(Beginning of Dataset excerpts)

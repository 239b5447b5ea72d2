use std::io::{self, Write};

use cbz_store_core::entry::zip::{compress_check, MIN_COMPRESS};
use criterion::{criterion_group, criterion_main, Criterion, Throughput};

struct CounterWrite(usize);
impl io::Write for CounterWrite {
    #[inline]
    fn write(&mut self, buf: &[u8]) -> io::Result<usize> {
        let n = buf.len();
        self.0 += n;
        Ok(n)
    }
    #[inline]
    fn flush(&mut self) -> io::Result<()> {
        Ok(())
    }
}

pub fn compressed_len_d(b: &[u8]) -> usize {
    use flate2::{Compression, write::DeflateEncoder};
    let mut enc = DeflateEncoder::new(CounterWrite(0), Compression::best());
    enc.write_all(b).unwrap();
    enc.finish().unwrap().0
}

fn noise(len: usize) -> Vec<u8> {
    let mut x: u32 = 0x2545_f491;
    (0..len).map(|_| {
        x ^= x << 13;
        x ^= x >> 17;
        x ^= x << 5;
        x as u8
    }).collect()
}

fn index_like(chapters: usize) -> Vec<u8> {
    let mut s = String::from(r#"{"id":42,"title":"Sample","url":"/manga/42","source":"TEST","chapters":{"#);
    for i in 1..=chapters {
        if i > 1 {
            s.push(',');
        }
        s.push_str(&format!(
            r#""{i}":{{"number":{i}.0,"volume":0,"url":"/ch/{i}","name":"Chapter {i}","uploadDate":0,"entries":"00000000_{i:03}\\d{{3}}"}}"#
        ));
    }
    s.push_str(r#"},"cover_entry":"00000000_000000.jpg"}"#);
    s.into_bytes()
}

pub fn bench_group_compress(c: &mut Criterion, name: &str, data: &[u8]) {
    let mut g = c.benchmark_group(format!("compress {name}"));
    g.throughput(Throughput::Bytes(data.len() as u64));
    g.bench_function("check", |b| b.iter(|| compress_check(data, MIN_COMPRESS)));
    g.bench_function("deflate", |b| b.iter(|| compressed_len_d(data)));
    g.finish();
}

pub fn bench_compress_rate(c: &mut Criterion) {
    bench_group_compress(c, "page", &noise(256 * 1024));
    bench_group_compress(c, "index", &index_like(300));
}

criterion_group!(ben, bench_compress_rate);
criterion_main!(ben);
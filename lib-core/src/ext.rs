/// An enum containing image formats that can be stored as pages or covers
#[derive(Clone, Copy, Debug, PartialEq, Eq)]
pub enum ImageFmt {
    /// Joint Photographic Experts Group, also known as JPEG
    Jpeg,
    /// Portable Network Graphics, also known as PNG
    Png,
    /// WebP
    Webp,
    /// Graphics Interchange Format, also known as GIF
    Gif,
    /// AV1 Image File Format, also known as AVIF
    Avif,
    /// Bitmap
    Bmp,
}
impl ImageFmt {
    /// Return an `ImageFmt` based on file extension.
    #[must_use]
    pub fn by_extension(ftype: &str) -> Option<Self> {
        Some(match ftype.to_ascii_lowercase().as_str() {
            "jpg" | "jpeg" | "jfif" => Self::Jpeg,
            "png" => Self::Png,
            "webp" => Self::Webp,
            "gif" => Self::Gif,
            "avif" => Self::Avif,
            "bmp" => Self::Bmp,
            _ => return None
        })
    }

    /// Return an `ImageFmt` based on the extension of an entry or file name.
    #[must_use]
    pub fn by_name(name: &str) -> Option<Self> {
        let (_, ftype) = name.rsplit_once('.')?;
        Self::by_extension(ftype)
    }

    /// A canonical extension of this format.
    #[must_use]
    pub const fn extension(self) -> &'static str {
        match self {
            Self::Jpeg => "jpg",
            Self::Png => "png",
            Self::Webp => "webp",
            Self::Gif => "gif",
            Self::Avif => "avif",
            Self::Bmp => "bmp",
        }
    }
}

(End of Dataset excerpts)
(Beginning of Dataset excerpts)

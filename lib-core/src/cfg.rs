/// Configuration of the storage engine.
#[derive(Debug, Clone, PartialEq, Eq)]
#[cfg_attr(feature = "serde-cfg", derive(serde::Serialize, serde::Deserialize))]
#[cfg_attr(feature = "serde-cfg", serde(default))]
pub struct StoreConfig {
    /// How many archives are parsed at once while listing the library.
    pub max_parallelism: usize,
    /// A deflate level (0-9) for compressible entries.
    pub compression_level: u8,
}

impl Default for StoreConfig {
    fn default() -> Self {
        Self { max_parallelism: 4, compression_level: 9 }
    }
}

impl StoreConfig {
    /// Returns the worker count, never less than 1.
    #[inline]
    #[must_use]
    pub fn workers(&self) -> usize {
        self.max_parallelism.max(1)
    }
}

(End of Dataset excerpts)
(Beginning of Dataset excerpts)

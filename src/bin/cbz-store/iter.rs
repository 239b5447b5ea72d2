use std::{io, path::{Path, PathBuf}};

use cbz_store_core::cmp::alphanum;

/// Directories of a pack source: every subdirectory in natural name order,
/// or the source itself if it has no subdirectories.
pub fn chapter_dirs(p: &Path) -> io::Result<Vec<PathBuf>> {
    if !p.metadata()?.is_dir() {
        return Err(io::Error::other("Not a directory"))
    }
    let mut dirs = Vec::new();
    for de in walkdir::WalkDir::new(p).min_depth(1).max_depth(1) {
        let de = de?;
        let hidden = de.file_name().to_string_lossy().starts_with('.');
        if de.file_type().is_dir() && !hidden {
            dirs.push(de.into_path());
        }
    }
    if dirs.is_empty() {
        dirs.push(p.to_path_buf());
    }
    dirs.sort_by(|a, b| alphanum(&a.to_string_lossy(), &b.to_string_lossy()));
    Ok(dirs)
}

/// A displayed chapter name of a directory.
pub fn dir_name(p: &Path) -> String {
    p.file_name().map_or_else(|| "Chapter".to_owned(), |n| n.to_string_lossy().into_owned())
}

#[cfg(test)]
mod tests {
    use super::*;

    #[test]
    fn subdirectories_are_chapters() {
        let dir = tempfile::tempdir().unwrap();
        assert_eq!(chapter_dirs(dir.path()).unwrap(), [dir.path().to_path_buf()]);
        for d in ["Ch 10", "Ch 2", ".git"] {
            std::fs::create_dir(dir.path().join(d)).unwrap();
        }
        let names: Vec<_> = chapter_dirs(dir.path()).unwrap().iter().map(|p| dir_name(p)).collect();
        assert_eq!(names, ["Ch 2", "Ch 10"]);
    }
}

(End of Dataset excerpts)

▸ Exercise details
In the listing, find every line with the word "ImageFmt" and return it.

▸ The completed task
pub enum ImageFmt {
impl ImageFmt {
    /// Return an `ImageFmt` based on file extension.
    /// Return an `ImageFmt` based on the extension of an entry or file name.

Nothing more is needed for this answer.